### TASK REQUIREMENTS
The required result is every line of the records that includes "loading".

________________

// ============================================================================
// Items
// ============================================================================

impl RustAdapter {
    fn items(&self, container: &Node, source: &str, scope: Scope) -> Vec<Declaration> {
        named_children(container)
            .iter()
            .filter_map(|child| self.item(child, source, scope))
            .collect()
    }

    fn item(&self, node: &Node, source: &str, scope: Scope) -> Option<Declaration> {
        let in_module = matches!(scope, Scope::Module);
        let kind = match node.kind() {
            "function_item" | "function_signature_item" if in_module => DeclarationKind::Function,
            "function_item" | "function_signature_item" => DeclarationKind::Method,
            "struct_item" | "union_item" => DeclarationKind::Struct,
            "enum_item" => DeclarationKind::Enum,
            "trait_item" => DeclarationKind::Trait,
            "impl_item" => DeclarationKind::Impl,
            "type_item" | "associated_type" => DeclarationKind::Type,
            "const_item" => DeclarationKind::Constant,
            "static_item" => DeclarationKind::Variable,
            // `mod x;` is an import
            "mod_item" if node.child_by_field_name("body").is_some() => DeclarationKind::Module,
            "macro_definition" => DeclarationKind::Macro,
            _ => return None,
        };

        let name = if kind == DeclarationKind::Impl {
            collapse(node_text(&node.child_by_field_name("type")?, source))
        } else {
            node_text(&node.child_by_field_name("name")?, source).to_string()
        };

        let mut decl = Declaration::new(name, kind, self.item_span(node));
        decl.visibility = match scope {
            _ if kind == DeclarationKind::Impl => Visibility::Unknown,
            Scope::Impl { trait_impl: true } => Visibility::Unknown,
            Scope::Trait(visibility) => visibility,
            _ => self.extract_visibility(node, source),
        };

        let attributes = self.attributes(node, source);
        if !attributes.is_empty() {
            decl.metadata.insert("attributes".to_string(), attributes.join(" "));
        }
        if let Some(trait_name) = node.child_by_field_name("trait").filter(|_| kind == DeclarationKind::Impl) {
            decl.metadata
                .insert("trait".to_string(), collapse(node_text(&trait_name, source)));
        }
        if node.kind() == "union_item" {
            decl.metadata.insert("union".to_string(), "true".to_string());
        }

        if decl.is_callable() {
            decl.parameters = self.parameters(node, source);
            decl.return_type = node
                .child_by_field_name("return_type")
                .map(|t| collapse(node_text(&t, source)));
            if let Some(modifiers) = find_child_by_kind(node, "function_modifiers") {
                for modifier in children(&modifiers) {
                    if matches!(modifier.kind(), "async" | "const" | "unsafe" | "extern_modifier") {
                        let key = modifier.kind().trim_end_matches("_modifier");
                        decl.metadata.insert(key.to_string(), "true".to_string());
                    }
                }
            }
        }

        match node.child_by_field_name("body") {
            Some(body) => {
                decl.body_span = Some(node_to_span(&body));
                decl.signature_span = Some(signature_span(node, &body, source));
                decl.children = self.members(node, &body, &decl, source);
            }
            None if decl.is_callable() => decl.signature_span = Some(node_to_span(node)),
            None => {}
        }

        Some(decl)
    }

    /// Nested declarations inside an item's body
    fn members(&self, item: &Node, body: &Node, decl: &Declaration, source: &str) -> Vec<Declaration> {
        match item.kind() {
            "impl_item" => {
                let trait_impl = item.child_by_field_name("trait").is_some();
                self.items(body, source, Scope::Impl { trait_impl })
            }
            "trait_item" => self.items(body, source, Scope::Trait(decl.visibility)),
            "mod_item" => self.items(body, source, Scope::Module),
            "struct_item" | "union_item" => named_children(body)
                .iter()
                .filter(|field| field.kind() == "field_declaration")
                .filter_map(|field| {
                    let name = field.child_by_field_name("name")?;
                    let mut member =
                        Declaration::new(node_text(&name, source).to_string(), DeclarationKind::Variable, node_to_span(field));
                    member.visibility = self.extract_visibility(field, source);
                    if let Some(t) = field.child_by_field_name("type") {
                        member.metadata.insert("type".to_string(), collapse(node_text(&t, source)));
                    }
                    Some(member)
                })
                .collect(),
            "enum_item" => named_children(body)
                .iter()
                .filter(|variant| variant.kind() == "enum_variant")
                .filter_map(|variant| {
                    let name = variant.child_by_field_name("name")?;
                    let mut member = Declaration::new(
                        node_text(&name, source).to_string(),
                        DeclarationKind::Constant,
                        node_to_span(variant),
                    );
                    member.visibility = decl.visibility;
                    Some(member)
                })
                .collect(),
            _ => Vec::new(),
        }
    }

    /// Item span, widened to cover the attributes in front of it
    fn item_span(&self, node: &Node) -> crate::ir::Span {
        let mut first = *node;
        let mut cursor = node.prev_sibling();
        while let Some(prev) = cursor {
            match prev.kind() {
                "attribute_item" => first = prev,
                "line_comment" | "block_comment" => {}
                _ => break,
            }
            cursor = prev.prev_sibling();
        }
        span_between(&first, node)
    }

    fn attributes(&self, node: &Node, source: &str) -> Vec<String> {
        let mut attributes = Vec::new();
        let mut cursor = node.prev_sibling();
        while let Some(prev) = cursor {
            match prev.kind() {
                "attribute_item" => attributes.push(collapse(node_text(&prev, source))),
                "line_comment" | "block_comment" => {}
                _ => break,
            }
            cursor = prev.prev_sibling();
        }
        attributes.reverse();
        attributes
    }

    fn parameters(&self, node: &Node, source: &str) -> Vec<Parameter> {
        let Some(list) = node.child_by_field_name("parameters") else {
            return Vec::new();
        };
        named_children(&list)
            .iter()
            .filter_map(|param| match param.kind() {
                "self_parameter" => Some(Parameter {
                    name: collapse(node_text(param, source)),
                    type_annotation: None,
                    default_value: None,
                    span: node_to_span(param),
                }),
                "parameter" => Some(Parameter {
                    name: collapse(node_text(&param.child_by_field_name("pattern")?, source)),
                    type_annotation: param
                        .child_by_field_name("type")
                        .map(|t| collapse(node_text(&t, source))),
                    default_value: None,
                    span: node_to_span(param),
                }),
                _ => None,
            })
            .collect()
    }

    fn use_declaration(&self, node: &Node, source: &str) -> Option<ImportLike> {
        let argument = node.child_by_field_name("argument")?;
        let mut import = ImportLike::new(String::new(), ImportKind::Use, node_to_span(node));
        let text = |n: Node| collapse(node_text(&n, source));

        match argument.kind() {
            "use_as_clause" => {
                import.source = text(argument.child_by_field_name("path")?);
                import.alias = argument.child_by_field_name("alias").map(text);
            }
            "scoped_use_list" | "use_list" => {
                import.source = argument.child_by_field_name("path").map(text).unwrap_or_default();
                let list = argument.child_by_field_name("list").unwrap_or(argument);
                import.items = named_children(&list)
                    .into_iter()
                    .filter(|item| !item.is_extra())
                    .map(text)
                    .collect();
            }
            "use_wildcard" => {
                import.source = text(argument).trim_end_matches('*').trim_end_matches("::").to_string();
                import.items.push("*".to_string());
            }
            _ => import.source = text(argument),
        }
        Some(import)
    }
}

________________

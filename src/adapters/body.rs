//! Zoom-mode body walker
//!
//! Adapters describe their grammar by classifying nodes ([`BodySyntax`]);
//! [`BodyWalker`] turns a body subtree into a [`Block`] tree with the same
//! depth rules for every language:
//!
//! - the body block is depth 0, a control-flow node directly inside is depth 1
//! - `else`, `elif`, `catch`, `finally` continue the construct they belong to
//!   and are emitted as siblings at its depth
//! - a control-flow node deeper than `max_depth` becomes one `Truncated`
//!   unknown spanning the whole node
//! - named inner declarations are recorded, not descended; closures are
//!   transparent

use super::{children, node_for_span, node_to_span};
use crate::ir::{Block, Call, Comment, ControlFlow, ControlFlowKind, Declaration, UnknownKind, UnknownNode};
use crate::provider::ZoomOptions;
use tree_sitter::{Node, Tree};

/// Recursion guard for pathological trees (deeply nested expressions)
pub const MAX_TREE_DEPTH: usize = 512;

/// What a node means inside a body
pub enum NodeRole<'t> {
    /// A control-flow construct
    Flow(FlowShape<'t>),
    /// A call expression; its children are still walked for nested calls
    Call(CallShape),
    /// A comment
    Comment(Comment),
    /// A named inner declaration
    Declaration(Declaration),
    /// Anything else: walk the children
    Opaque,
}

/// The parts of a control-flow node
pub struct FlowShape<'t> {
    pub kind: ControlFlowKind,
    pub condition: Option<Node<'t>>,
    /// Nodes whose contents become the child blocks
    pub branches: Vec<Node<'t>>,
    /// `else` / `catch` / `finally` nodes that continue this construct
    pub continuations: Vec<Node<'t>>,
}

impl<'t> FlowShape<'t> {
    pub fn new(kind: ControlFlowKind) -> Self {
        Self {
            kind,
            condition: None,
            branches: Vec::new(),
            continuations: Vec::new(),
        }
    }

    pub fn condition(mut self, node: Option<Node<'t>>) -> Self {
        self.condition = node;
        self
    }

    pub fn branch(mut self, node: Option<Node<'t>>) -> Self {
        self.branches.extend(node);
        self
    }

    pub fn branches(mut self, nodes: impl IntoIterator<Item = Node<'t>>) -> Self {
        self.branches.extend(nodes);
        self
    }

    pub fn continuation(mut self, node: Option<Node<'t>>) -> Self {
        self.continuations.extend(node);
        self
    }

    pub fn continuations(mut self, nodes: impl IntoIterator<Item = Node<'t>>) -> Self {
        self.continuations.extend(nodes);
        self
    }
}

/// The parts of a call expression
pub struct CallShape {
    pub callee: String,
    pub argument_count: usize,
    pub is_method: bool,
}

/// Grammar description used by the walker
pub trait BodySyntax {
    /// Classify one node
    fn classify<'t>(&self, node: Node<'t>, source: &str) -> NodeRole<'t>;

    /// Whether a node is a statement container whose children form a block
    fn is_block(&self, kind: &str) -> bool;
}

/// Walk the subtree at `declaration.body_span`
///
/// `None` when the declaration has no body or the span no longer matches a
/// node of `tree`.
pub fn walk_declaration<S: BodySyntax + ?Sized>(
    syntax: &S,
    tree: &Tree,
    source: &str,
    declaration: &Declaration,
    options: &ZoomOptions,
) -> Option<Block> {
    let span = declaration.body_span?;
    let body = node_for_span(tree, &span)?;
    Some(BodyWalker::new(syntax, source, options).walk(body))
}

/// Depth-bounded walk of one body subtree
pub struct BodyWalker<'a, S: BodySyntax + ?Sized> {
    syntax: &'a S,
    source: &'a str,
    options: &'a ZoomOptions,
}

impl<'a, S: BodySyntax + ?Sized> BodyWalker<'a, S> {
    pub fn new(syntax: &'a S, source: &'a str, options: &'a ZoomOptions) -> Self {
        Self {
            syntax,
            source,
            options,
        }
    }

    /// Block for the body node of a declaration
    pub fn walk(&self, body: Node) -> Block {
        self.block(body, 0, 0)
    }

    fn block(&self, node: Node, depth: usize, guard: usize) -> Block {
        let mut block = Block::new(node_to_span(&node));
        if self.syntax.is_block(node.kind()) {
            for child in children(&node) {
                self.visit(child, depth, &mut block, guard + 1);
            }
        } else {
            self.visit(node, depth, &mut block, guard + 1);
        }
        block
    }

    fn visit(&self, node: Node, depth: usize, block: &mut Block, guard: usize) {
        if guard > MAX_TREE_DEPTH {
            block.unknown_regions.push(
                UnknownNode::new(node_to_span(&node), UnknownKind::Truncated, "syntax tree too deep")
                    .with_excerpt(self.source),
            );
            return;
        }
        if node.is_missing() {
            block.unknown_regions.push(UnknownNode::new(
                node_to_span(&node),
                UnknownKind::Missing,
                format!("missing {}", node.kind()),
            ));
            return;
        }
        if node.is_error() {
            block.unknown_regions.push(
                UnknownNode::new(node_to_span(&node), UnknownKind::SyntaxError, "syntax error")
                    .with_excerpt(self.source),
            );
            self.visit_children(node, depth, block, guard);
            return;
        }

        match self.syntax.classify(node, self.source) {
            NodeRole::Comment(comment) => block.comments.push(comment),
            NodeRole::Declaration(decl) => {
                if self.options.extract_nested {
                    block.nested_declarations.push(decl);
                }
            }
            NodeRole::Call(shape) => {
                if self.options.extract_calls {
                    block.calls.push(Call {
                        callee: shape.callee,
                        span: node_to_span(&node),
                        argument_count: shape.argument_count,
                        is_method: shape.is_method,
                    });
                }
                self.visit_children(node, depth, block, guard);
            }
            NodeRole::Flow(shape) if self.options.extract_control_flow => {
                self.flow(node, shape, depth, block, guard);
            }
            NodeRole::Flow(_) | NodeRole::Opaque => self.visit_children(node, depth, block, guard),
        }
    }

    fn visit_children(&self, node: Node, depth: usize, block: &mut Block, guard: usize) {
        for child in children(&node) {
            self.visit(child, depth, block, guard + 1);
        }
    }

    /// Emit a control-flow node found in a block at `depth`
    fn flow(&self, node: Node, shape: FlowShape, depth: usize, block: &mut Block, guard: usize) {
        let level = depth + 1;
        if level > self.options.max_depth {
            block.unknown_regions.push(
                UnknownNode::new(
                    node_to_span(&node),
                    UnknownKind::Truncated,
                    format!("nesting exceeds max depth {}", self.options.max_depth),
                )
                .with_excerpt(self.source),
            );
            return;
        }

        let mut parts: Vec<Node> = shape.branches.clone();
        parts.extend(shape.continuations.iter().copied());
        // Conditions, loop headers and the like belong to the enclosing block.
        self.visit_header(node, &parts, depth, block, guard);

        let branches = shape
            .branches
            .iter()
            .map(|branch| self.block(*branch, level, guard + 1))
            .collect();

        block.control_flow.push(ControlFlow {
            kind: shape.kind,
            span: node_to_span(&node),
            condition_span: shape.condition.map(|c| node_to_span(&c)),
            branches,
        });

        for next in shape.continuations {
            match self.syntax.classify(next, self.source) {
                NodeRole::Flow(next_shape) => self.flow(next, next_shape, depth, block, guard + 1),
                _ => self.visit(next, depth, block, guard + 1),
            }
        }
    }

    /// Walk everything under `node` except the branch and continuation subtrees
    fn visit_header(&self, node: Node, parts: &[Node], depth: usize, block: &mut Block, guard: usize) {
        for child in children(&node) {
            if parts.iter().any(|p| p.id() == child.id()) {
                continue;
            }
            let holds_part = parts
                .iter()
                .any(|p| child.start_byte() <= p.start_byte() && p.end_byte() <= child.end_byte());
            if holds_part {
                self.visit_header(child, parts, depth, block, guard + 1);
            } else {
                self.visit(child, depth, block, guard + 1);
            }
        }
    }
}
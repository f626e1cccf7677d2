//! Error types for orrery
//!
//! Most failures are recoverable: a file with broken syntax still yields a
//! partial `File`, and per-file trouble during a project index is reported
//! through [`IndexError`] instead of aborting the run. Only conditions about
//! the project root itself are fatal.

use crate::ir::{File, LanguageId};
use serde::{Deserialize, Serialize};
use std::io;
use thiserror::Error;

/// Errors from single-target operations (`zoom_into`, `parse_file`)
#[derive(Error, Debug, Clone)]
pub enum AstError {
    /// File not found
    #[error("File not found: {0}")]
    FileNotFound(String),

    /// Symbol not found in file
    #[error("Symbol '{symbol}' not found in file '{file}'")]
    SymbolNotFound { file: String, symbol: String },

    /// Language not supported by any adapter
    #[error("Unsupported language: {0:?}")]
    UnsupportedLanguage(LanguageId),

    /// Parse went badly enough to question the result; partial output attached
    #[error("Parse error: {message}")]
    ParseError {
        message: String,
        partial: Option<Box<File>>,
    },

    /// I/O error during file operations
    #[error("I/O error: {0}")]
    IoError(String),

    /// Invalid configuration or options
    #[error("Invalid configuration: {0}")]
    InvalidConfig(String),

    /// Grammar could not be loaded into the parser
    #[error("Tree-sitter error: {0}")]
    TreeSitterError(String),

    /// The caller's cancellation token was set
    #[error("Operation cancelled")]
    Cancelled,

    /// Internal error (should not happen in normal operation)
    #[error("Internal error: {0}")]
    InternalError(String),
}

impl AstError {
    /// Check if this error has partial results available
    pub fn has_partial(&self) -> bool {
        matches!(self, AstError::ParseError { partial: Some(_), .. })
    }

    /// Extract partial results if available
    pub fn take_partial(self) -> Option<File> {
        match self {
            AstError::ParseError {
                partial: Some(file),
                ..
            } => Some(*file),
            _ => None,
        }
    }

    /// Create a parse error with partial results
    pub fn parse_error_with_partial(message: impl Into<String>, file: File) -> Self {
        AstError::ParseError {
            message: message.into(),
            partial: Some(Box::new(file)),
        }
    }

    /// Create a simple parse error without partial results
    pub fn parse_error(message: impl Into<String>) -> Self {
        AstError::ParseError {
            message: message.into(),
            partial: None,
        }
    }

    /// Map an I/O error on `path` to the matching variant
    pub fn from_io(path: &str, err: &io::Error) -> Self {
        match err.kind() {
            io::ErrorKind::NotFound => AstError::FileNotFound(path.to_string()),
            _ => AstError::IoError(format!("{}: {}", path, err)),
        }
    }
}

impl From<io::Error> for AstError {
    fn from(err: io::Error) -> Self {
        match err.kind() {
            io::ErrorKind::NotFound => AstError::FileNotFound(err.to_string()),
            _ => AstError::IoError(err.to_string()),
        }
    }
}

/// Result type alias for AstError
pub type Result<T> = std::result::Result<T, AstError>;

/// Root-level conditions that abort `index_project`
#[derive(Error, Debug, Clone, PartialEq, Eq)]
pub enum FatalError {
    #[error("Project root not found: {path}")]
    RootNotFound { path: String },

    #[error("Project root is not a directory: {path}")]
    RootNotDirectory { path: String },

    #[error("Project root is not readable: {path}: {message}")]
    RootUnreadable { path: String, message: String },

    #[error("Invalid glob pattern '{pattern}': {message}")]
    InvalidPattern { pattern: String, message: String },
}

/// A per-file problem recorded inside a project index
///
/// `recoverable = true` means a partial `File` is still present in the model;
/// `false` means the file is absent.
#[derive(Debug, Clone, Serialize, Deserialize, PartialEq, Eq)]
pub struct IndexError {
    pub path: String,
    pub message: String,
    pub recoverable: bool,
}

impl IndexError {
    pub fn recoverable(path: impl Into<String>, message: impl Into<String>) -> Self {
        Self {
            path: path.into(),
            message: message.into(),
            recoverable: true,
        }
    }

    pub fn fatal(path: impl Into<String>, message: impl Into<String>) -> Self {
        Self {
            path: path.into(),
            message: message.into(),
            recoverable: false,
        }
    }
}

________________

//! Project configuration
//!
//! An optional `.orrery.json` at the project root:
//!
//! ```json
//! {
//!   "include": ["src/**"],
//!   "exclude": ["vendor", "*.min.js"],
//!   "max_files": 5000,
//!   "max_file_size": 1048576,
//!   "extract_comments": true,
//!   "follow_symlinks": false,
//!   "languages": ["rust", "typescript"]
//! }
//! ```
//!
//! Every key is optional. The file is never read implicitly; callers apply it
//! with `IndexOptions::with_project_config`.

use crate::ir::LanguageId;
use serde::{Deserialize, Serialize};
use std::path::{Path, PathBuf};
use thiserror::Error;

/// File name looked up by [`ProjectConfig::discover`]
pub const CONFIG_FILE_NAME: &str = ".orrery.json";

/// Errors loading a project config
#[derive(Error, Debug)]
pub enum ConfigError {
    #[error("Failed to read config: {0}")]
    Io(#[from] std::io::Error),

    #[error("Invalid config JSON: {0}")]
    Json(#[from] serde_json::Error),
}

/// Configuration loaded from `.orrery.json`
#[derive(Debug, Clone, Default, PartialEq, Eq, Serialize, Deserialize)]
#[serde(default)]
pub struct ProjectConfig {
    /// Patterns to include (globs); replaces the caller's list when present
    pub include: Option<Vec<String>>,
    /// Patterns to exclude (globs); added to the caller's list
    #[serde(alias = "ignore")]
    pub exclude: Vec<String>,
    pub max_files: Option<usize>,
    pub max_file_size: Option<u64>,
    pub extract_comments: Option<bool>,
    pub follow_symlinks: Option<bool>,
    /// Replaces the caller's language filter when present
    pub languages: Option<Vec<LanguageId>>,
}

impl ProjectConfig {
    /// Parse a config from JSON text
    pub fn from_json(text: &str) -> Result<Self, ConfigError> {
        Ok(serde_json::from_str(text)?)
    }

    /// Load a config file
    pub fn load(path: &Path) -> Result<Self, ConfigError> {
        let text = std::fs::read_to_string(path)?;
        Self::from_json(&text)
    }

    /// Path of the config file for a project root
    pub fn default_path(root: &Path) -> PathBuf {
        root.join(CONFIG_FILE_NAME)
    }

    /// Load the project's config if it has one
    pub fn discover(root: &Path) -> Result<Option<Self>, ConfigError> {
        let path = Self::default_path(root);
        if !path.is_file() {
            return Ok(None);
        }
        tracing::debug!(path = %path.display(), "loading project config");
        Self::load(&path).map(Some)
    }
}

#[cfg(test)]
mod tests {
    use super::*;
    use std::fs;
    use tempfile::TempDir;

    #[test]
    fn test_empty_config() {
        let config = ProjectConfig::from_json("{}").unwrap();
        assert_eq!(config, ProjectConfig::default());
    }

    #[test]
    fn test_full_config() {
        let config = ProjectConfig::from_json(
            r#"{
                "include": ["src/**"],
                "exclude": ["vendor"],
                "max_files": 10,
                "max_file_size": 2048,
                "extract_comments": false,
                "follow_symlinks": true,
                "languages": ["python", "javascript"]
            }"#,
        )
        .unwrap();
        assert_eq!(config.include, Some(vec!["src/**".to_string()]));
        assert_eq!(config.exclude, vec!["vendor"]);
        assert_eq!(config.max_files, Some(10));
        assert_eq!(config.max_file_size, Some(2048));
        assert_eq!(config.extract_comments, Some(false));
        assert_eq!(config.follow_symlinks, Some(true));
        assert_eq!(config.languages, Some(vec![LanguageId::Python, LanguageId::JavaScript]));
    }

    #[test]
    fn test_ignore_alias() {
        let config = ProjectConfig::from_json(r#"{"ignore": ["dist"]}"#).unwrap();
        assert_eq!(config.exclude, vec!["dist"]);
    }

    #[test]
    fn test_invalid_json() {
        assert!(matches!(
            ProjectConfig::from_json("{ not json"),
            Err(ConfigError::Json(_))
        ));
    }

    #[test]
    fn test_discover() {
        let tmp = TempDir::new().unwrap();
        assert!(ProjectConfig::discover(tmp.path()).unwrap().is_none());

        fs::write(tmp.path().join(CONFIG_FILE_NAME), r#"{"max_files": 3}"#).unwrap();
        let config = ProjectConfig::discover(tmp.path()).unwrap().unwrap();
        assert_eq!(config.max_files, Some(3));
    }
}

________________

### FINAL ANSWER
/// Errors loading a project config
        tracing::debug!(path = %path.display(), "loading project config");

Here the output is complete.